Horror de Luxe: Die Prophezeiung (1979)

Pu der Bär einmal anders; „Die Prophezeiung“ (1979); © Paramount Pictures

Als „Die Prophezeiung“ von Regisseur John Frankenheimer 1979 in die Kinos kam, wurde er von manchem Kritiker als schlechtester Film aller Zeiten bewertet. Frankenheimer selbst schob damals alles auf seine Alkoholprobleme. Und dennoch: „Die Prophezeiung“, wobei in dem Film überhaupt nicht klar wird, was das eigentlich für eine Prophezeiung sein soll, ist Unterhaltung pur.

Einerseits verhaftet im typischen Tierhorror der 70er Jahre, geht der Film noch einen Schritt weiter, indem er keine „normalen“ Tiere zeigt, die es auf die Menschheit abgesehen haben, sondern einen mutierten Monsterbären, der durch die Wälder Maines streift und Wanderern und Holzfällern eines auf die Rübe gibt.

Während die dort ansässigen Indianer einer Papierfabrik die Schuld für diverse Todesfälle geben, weist Isley, der Chef der Fabrik, sämtliche Schuld von sich. Schließlich soll der Mediziner Robert Verne untersuchen, ob durch die Fabrik Giftstoffe in die Erde bzw. ins Wasser gelangen. Zusammen mit seiner Frau macht er jedoch unliebsame Bekanntschaft mit einem Monsterbären, der Jagd auf sie macht …

Wie gesagt, der Film ist Unterhaltung pur. David Seltzer, der das Drehbuch zu „Das Omen“ verfasst hat, schrieb auch das Skript für diese Mischung aus Trash und Öko-Horror-Thriller. In dem Monsterbärenkostüm steckte Kevin Peter Hall, der Ende der 80er Jahre auch in die Ganzkörpermaske des Predator schlüpfte. Leider wollte John Frankenheimer, dass das Monster mehr wie ein Bär als wie ein echtes Monster aussehen soll, was dem Aussehen der Kreatur ein wenig schadet.

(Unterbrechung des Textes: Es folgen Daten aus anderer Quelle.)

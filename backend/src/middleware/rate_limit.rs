//! Fixed-window rate limiting
//!
//! Counts requests per client IP within a fixed window (default 100
//! requests / 15 minutes). The window resets as a whole rather than
//! sliding, matching the limiter the product originally shipped with.

use std::{
    collections::HashMap,
    net::{IpAddr, SocketAddr},
    sync::{Arc, Mutex},
    time::{Duration, Instant},
};

use axum::{
    extract::{ConnectInfo, Request, State},
    middleware::Next,
    response::{IntoResponse, Response},
};

use crate::{error::AppError, AppState};

#[derive(Debug)]
struct Window {
    started: Instant,
    count: u32,
}

/// Shared fixed-window counter keyed by client IP
#[derive(Clone, Debug)]
pub struct RateLimiter {
    window: Duration,
    limit: u32,
    clients: Arc<Mutex<HashMap<IpAddr, Window>>>,
}

impl RateLimiter {
    pub fn new(window: Duration, limit: u32) -> Self {
        Self {
            window,
            limit,
            clients: Arc::new(Mutex::new(HashMap::new())),
        }
    }

    /// Register one request for `ip`; returns false once the client has
    /// exhausted the current window.
    pub fn allow(&self, ip: IpAddr) -> bool {
        self.allow_at(ip, Instant::now())
    }

    fn allow_at(&self, ip: IpAddr, now: Instant) -> bool {
        let mut clients = self.clients.lock().expect("rate limiter lock");
        let window = clients.entry(ip).or_insert(Window {
            started: now,
            count: 0,
        });
        if now.duration_since(window.started) >= self.window {
            window.started = now;
            window.count = 0;
        }
        window.count += 1;
        window.count <= self.limit
    }
}

/// Axum middleware applying the limiter from application state
pub async fn rate_limit_middleware(
    State(state): State<AppState>,
    ConnectInfo(addr): ConnectInfo<SocketAddr>,
    request: Request,
    next: Next,
) -> Response {
    if !state.rate_limiter.allow(addr.ip()) {
        return AppError::RateLimited.into_response();
    }
    next.run(request).await
}

#[cfg(test)]
mod tests {
    use super::*;

    fn ip(last: u8) -> IpAddr {
        IpAddr::from([127, 0, 0, last])
    }

    #[test]
    fn allows_up_to_the_limit() {
        let limiter = RateLimiter::new(Duration::from_secs(900), 3);
        let now = Instant::now();
        assert!(limiter.allow_at(ip(1), now));
        assert!(limiter.allow_at(ip(1), now));
        assert!(limiter.allow_at(ip(1), now));
        assert!(!limiter.allow_at(ip(1), now));
    }

    #[test]
    fn clients_are_counted_separately() {
        let limiter = RateLimiter::new(Duration::from_secs(900), 1);
        let now = Instant::now();
        assert!(limiter.allow_at(ip(1), now));
        assert!(limiter.allow_at(ip(2), now));
        assert!(!limiter.allow_at(ip(1), now));
    }

    #[test]
    fn window_resets_after_expiry() {
        let limiter = RateLimiter::new(Duration::from_secs(60), 1);
        let start = Instant::now();
        assert!(limiter.allow_at(ip(1), start));
        assert!(!limiter.allow_at(ip(1), start));
        assert!(limiter.allow_at(ip(1), start + Duration::from_secs(61)));
    }
}
//! Input validation for the Éden platform
//!
//! The chat guardrail lives here so the browser can pre-check a prompt
//! with the exact rules the backend enforces.

use std::sync::LazyLock;

use regex::Regex;
use thiserror::Error;

/// Longest prompt the chat proxy forwards upstream
pub const MAX_PROMPT_CHARS: usize = 1500;

/// Topics the assistant refuses before any upstream call is made.
/// Case-insensitive substring/regex matches.
static FORBIDDEN_TOPICS: LazyLock<Vec<Regex>> = LazyLock::new(|| {
    [
        r"(?i)armas?|explosivo|bomba|fabricar subst",
        r"(?i)hack(e|ear)|invadir sistema|burlar",
        r"(?i)ilegal|fraude|pirat",
        r"(?i)autoles(i|ã)on|suic[ií]dio",
    ]
    .iter()
    .map(|p| Regex::new(p).expect("forbidden-topic pattern"))
    .collect()
});

/// Why a prompt was rejected by the guardrail
#[derive(Debug, Clone, PartialEq, Eq, Error)]
pub enum PromptViolation {
    #[error("prompt is required")]
    Empty,
    #[error("prompt exceeds {MAX_PROMPT_CHARS} characters")]
    TooLong { chars: usize },
    #[error("prompt touches a forbidden topic")]
    ForbiddenTopic,
}

impl PromptViolation {
    pub fn message_pt(&self) -> String {
        match self {
            PromptViolation::Empty => "Campo 'prompt' é obrigatório".to_string(),
            PromptViolation::TooLong { .. } => format!(
                "Seu texto é muito longo (>{MAX_PROMPT_CHARS} caracteres). Resuma e tente novamente."
            ),
            PromptViolation::ForbiddenTopic => "Não posso ajudar com esse assunto. Posso orientar \
                 sobre irrigação, manejo, pragas, clima, solo e boas práticas agrícolas."
                .to_string(),
        }
    }
}

/// Apply the guardrail checks in order: emptiness, length, forbidden
/// topics. Returns the trimmed prompt ready to forward.
pub fn validate_prompt(prompt: &str) -> Result<&str, PromptViolation> {
    let clean = prompt.trim();
    if clean.is_empty() {
        return Err(PromptViolation::Empty);
    }
    let chars = clean.chars().count();
    if chars > MAX_PROMPT_CHARS {
        return Err(PromptViolation::TooLong { chars });
    }
    if FORBIDDEN_TOPICS.iter().any(|re| re.is_match(clean)) {
        return Err(PromptViolation::ForbiddenTopic);
    }
    Ok(clean)
}

/// Validate a sector name
pub fn validate_sector_name(name: &str) -> Result<(), &'static str> {
    if name.trim().is_empty() {
        return Err("Sector name cannot be empty");
    }
    Ok(())
}

/// Parse a repeat interval written as `"8"` or `"8:00"` into an hour
/// count. Invalid or negative input yields `None`; the caller applies
/// the default.
pub fn parse_repeat_interval(value: &str) -> Option<i32> {
    let hours_part = value.split(':').next()?.trim();
    let hours: i32 = hours_part.parse().ok()?;
    (hours >= 0).then_some(hours)
}

#[cfg(test)]
mod tests {
    use super::*;

    #[test]
    fn accepts_prompt_at_the_limit() {
        let prompt = "a".repeat(MAX_PROMPT_CHARS);
        assert!(validate_prompt(&prompt).is_ok());
    }

    #[test]
    fn rejects_prompt_over_the_limit() {
        let prompt = "a".repeat(MAX_PROMPT_CHARS + 1);
        assert_eq!(
            validate_prompt(&prompt),
            Err(PromptViolation::TooLong {
                chars: MAX_PROMPT_CHARS + 1
            })
        );
    }

    #[test]
    fn rejects_blank_prompt() {
        assert_eq!(validate_prompt("   "), Err(PromptViolation::Empty));
    }

    #[test]
    fn forbidden_topics_match_case_insensitively() {
        for prompt in [
            "como fabricar uma BOMBA caseira",
            "quero hackear o sistema do vizinho",
            "me ensina algo ilegal",
            "pensamentos de suicídio",
            "autolesão",
        ] {
            assert_eq!(
                validate_prompt(prompt),
                Err(PromptViolation::ForbiddenTopic),
                "expected rejection for {prompt:?}"
            );
        }
    }

    #[test]
    fn agriculture_prompts_pass() {
        assert!(validate_prompt("Quando devo irrigar minha horta de alface?").is_ok());
        assert!(validate_prompt("Como controlar pragas no tomateiro?").is_ok());
    }

    #[test]
    fn emptiness_is_checked_before_length() {
        // whitespace-only input longer than the limit is still "empty"
        let prompt = " ".repeat(MAX_PROMPT_CHARS + 10);
        assert_eq!(validate_prompt(&prompt), Err(PromptViolation::Empty));
    }

    #[test]
    fn repeat_interval_parses_clock_notation() {
        assert_eq!(parse_repeat_interval("8:00"), Some(8));
        assert_eq!(parse_repeat_interval("12"), Some(12));
        assert_eq!(parse_repeat_interval("abc"), None);
        assert_eq!(parse_repeat_interval("-3"), None);
    }
}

Was den Film letztendlich so bemerkenswert macht, ist, dass hier eine teils tolle Optik mit teils albern gefilmten Situationen kombiniert wurde – ein echtes Paradoxon, aber Frankenheimer und sein Team haben es geschafft. Dies führt dazu, dass manche Szene, in der das Monster seine Opfer angreift, unfreiwillig komisch wirkt. So zum Beispiel die Szene, in der ein Junge in einem Schlafsack davonhüpft und dabei eines von dem Monsterbären verpasst bekommt, sodass er gegen einen Felsen geschleudert wird. Obwohl die Szene ernst gemeint war, fällt man jedes Mal, wenn man sie sieht, vor Lachen halb vom Stuhl.

Die Öko-Botschaft scheint den Machern von „Die Prophezeiung“ auch nicht so wichtig gewesen zu sein. Sie brauchten nun mal einen Aufhänger, um damit den Monsterfilm besser vermarkten zu können. Das Augenmerk liegt ganz klar auf Monster-jagt-Menschen-durch-den-Wald. Von Anfang an legt der Film dabei ein rasantes Tempo vor. Wenn man einen Vergleich mit einem anderen Film suchen müsste, so würde mir daher als erstes „Komodo“ (1999) einfallen, der nicht weniger eine Mischung aus Trash, guter Optik und rasanter Handlung aufweist.

„Die Prophezeiung“ hat es jedenfalls geschafft zu einer Art Trash- und Monsterklassiker zu werden. Damals war der Film ein großer Erfolg, trotz aller schlechter Kritiken. Zugleich war „Die Prophezeiung“ einer der ersten Hollywoodfilme, der in Kanada gedreht wurde und die dortige Filmwirtschaft ankurbelte.

Die Prophezeiung (OT: The Prophecy). Regie: John Frankenheimer, Drehbuch: David Seltzer, Produktion: Robert L. Rosen, Darsteller: Talia Shire, Robert Foxworth, Armand Assante, Richard Dysart. USA 1979, 98 Min.